Un nouveau fonds pour une nouvelle étape stratégique

L’entretien s’ouvre sur la genèse de XAnge 5, successeur du précédent véhicule de 250 millions d’euros. Le nouveau fonds, déjà doté de 200 millions d’euros, a vocation à franchir un cap géographique et sectoriel. Historiquement ancré en France, Allemagne et Belgique, XAnge assume désormais une ambition paneuropéenne plus large, avec une équipe structurée à Berlin, Bruxelles et Paris.

Cyril Bertrand rappelle que ce nouveau véhicule s’inscrit dans la continuité d’un portefeuille déjà marqué par des réussites emblématiques: Odoo en Belgique, Ledger et Believe côté français, Aerospace Lab ou encore Greenly. Mais XAnge 5 n’est pas un simple fonds de prolongement: il formalise une thèse plus nette autour de l’IA, de la deeptech et de la transition durable, avec un renforcement du positionnement early stage sur ces verticales.

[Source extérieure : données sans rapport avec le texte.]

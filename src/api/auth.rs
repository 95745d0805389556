//! Session probes and the sign-in/sign-up/sign-out flows

use biblio_shared::{urls, AuthToken, User};
use leptos::logging::warn;
use reqwasm::http::Method;
use serde::Deserialize;
use web_sys::FormData;

use super::{get, request, ApiError, Body};

/// Both probes wrap their payload in a `user` field
#[derive(Deserialize)]
#[serde(bound(deserialize = "T: Deserialize<'de>"))]
struct UserEnvelope<T> {
    #[serde(default)]
    user: Option<T>,
}

/// What a sign-in/sign-up attempt resolved to. Failures carry the inline
/// error text, never a toast.
#[derive(Debug, Clone)]
pub struct AuthReply {
    pub status: u16,
    pub user: Option<AuthToken>,
    pub error: Option<String>,
}

impl AuthReply {
    pub fn succeeded(&self) -> bool {
        matches!(self.status, 200 | 201)
    }
}

#[derive(Deserialize)]
struct SignPayload {
    #[serde(default)]
    user: Option<AuthToken>,
    #[serde(default)]
    error: Option<String>,
}

/// The session token, if any. A 401 here is plain guest state, not session
/// expiry.
pub async fn state() -> Option<AuthToken> {
    match get(urls::AUTH_STATE).await {
        Ok(reply) => reply
            .decode::<UserEnvelope<AuthToken>>()
            .ok()
            .and_then(|envelope| envelope.user),
        Err(e) => {
            warn!("Auth state probe failed: {e}");
            None
        }
    }
}

/// The full user record behind the session; `None` for guests
pub async fn me() -> Option<User> {
    match get(urls::AUTH_ME).await {
        Ok(reply) if reply.ok() => reply
            .decode::<UserEnvelope<User>>()
            .ok()
            .and_then(|envelope| envelope.user),
        Ok(_) => None,
        Err(e) => {
            warn!("Failed to load current user: {e}");
            None
        }
    }
}

async fn sign(endpoint: &str, form: FormData) -> Result<AuthReply, ApiError> {
    let reply = request(endpoint, Method::POST, Body::Form(form)).await?;
    let status = reply.status;
    let payload = reply.decode::<SignPayload>().unwrap_or(SignPayload {
        user: None,
        error: None,
    });
    Ok(AuthReply {
        status,
        user: payload.user,
        error: payload.error,
    })
}

pub async fn sign_up(form: FormData) -> Result<AuthReply, ApiError> {
    sign(urls::AUTH_SIGNUP, form).await
}

pub async fn sign_in(form: FormData) -> Result<AuthReply, ApiError> {
    sign(urls::AUTH_SIGNIN, form).await
}

pub async fn sign_out() -> bool {
    match request(urls::AUTH_SIGNOUT, Method::POST, Body::None).await {
        Ok(reply) => reply.ok(),
        Err(e) => {
            warn!("Sign-out failed: {e}");
            false
        }
    }
}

Les LPs historiques,notamment le FEI, Bpifrance, AEF, ont reconduit et amplifié leur engagement. Pour Cyril Bertrand, il s’agit d’une marque de confiance, mais aussi d’un pari assumé des grandes institutions européennes sur la deeptech, l’IA appliquée et les sujets de souveraineté technologique, en particulier en Allemagne et sur les thématiques climat-énergie.

De la décennie SaaS à la décennie deeptech

Interrogé sur le basculement de cycle entre le SaaS des années 2010 et la deeptech actuelle, Guilhem de Vregille pose un diagnostic clair. La décennie passée a été dominée par des innovations de business model et d’exécution – le SaaS remplaçant progressivement les modèles on-premise – alors que l’avantage technologique, au sens dur, passait souvent au second plan.

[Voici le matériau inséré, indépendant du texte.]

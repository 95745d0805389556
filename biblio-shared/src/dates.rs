//! Formatting backend timestamps for display
//!
//! The backend is not consistent about its date serialization, so parsing
//! tries the formats actually observed on the wire. "Now" is always passed
//! in by the caller so the formatting stays testable off the main thread's
//! clock.

use time::format_description::well_known::{Rfc2822, Rfc3339};
use time::macros::format_description;
use time::{Date, OffsetDateTime, PrimitiveDateTime};

fn parse_datetime(raw: &str) -> Option<OffsetDateTime> {
    if let Ok(dt) = OffsetDateTime::parse(raw, &Rfc3339) {
        return Some(dt);
    }
    if let Ok(dt) = OffsetDateTime::parse(raw, &Rfc2822) {
        return Some(dt);
    }
    if let Ok(dt) = PrimitiveDateTime::parse(
        raw,
        format_description!("[year]-[month]-[day]T[hour]:[minute]:[second]"),
    ) {
        return Some(dt.assume_utc());
    }
    if let Ok(date) = Date::parse(raw, format_description!("[year]-[month]-[day]")) {
        return Some(date.midnight().assume_utc());
    }
    None
}

fn parse_date(raw: &str) -> Option<Date> {
    parse_datetime(raw).map(|dt| dt.date())
}

/// dd/mm/yyyy, zero-padded; unparseable input is shown as-is
pub fn short(raw: &str) -> String {
    match parse_date(raw) {
        Some(date) => format!(
            "{:02}/{:02}/{:04}",
            date.day(),
            u8::from(date.month()),
            date.year()
        ),
        None => raw.to_string(),
    }
}

/// "Aug 5, 2025"; unparseable input is shown as-is
pub fn long(raw: &str) -> String {
    match parse_date(raw) {
        Some(date) => {
            let month = format!("{}", date.month());
            format!("{} {}, {}", &month[..3], date.day(), date.year())
        }
        None => raw.to_string(),
    }
}

fn plural(n: i64, unit: &str) -> String {
    if n == 1 {
        format!("1 {unit} ago")
    } else {
        format!("{n} {unit}s ago")
    }
}

/// "n seconds/minutes/hours/days/weeks ago" relative to `now`; anything a
/// month or older falls back to the long date form
pub fn relative(raw: &str, now: OffsetDateTime) -> String {
    const MINUTE: f64 = 60.0;
    const HOUR: f64 = 60.0 * MINUTE;
    const DAY: f64 = 24.0 * HOUR;
    const WEEK: f64 = 7.0 * DAY;
    const MONTH: f64 = 4.0 * WEEK;

    let Some(then) = parse_datetime(raw) else {
        return raw.to_string();
    };

    let secs = ((now - then).whole_seconds() as f64).max(0.0);

    if secs < MINUTE {
        plural(secs.round() as i64, "second")
    } else if secs < HOUR {
        plural((secs / MINUTE).round() as i64, "minute")
    } else if secs < DAY {
        plural((secs / HOUR).round() as i64, "hour")
    } else if secs < WEEK {
        plural((secs / DAY).round() as i64, "day")
    } else if secs < MONTH {
        plural((secs / WEEK).round() as i64, "week")
    } else {
        long(raw)
    }
}

/// [`relative`] against a unix timestamp in milliseconds (what
/// `js_sys::Date::now` returns)
pub fn relative_from_ms(raw: &str, now_unix_ms: f64) -> String {
    match OffsetDateTime::from_unix_timestamp((now_unix_ms / 1000.0) as i64) {
        Ok(now) => relative(raw, now),
        Err(_) => raw.to_string(),
    }
}

#[cfg(test)]
mod tests {
    use super::*;
    use time::macros::datetime;

    #[test]
    fn short_zero_pads_day_and_month() {
        assert_eq!(short("2025-08-05"), "05/08/2025");
        assert_eq!(short("2025-11-23T10:30:00Z"), "23/11/2025");
    }

    #[test]
    fn long_reads_like_a_locale_date() {
        assert_eq!(long("2025-08-05"), "Aug 5, 2025");
        assert_eq!(long("2024-01-31T00:00:00Z"), "Jan 31, 2024");
    }

    #[test]
    fn unparseable_input_passes_through() {
        assert_eq!(short("soon"), "soon");
        assert_eq!(long(""), "");
    }

    #[test]
    fn relative_buckets() {
        let now = datetime!(2025-08-05 12:00:00 UTC);

        assert_eq!(relative("2025-08-05T11:59:30Z", now), "30 seconds ago");
        assert_eq!(relative("2025-08-05T11:55:00Z", now), "5 minutes ago");
        assert_eq!(relative("2025-08-05T09:00:00Z", now), "3 hours ago");
        assert_eq!(relative("2025-08-03T12:00:00Z", now), "2 days ago");
        assert_eq!(relative("2025-07-22T12:00:00Z", now), "2 weeks ago");
    }

    #[test]
    fn relative_singular_units() {
        let now = datetime!(2025-08-05 12:00:00 UTC);
        assert_eq!(relative("2025-08-05T11:59:00Z", now), "1 minute ago");
        assert_eq!(relative("2025-08-04T12:00:00Z", now), "1 day ago");
    }

    #[test]
    fn a_month_or_older_shows_the_date() {
        let now = datetime!(2025-08-05 12:00:00 UTC);
        assert_eq!(relative("2025-05-01T00:00:00Z", now), "May 1, 2025");
    }

    #[test]
    fn future_timestamps_clamp_to_just_now() {
        let now = datetime!(2025-08-05 12:00:00 UTC);
        assert_eq!(relative("2025-08-05T12:00:10Z", now), "0 seconds ago");
    }

    #[test]
    fn rfc2822_wire_dates_parse() {
        assert_eq!(short("Tue, 05 Aug 2025 10:30:00 +0000"), "05/08/2025");
    }
}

La nouvelle vague est d’une autre nature: retour en force de la technologie comme cœur de l’avantage compétitif, montée en puissance de projets qui exigent des investissements massifs en R&D, des cycles de maturation plus longs et des barrières à l’entrée substantiellement plus élevées. La deeptech se nourrit aussi d’un contexte économique et géopolitique tendu: enjeux de souveraineté, relocalisation industrielle, dépendance énergétique, défense et new space.

Pour XAnge, cette bascule n’est pas une simple évolution de marché, mais un repositionnement profond du métier d’investisseur: il faut être capable de comprendre des technologies complexes, de dialoguer avec les CTO et les équipes scientifiques, et d’accompagner des trajectoires où le go-to-market se construit en parallèle de la maturité technologique.

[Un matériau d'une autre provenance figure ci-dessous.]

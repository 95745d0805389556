//! The HTTP client and the per-resource service modules
//!
//! One fixed API origin, credentials on every call, JSON in and out except
//! for multipart form submissions. There are no retries, timeouts or
//! cancellation: every call is fire-and-wait.

pub mod activities;
pub mod admin;
pub mod auth;
pub mod books;
pub mod borrowings;
pub mod favorites;
pub mod users;

use biblio_shared::{urls, ApiMessage, MutationOutcome};
use reqwasm::http::{Method, Request};
use web_sys::{FormData, RequestCredentials};

#[derive(Debug, Clone)]
pub enum ApiError {
    Network(String),
    Decode(String),
}

impl core::fmt::Display for ApiError {
    fn fmt(&self, f: &mut core::fmt::Formatter) -> core::fmt::Result {
        match self {
            Self::Network(e) => write!(f, "Request failed: {e}"),
            Self::Decode(e) => write!(f, "Unable to decode response: {e}"),
        }
    }
}

impl std::error::Error for ApiError {}

/// Request payload. A multipart form body must not set a content type so
/// the platform can write the multipart boundary itself.
pub enum Body {
    None,
    Json(serde_json::Value),
    Form(FormData),
}

/// What every call resolves to: the status for the caller to branch on,
/// plus the JSON body when the response declared one
pub struct Reply {
    pub status: u16,
    pub data: Option<serde_json::Value>,
}

impl Reply {
    pub fn ok(&self) -> bool {
        (200..300).contains(&self.status)
    }

    pub fn decode<T: serde::de::DeserializeOwned>(self) -> Result<T, ApiError> {
        let value = self
            .data
            .ok_or_else(|| ApiError::Decode("response carried no JSON body".to_string()))?;
        serde_json::from_value(value).map_err(|e| ApiError::Decode(e.to_string()))
    }

    /// The mutation contract: status plus the server's toast message
    pub fn into_outcome(self) -> MutationOutcome {
        let status = self.status;
        let message = self
            .data
            .and_then(|value| serde_json::from_value::<ApiMessage>(value).ok())
            .unwrap_or_else(|| ApiMessage::error("Something went wrong"));
        MutationOutcome { status, message }
    }
}

pub async fn request(endpoint: &str, method: Method, body: Body) -> Result<Reply, ApiError> {
    let url = format!("{}{}", urls::API_BASE_URL, endpoint);

    let req = Request::new(&url)
        .method(method)
        .credentials(RequestCredentials::Include);
    let req = match body {
        Body::None => req,
        Body::Json(value) => req
            .header("Content-Type", "application/json")
            .body(value.to_string()),
        Body::Form(form) => req.body(form),
    };

    let response = req
        .send()
        .await
        .map_err(|e| ApiError::Network(e.to_string()))?;

    let status = response.status();
    let declares_json = response
        .headers()
        .get("Content-Type")
        .map(|ct| ct.contains("application/json"))
        .unwrap_or(false);

    let data = if declares_json {
        Some(
            response
                .json::<serde_json::Value>()
                .await
                .map_err(|e| ApiError::Decode(e.to_string()))?,
        )
    } else {
        None
    };

    Ok(Reply { status, data })
}

pub(crate) async fn get(endpoint: &str) -> Result<Reply, ApiError> {
    request(endpoint, Method::GET, Body::None).await
}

La thèse de la deeptech verticalisée

L’un des apports majeurs de l’échange concerne la manière dont XAnge définit sa deeptech. Le fonds se montre très explicite: il ne privilégie pas les projets de type “techno push” qui sortent d’un laboratoire et cherchent ensuite, par itérations successives, des cas d’usage et des partenaires industriels. Ce modèle, jugé “cash efficient” mais fragile sur le go-to-market, ne constitue pas le cœur de la thèse XAnge.

À l’inverse, XAnge recherche des entreprises capables de se verticaliser: prendre en charge une chaîne de valeur complète, depuis la brique technologique fondamentale jusqu’au client final. Aerospace Lab illustre cette approche: la société ne se contente pas de fabriquer des satellites, elle conçoit les sous-ensembles, opère des constellations, développe les couches data associées et capte un maximum de valeur sur toute la chaîne.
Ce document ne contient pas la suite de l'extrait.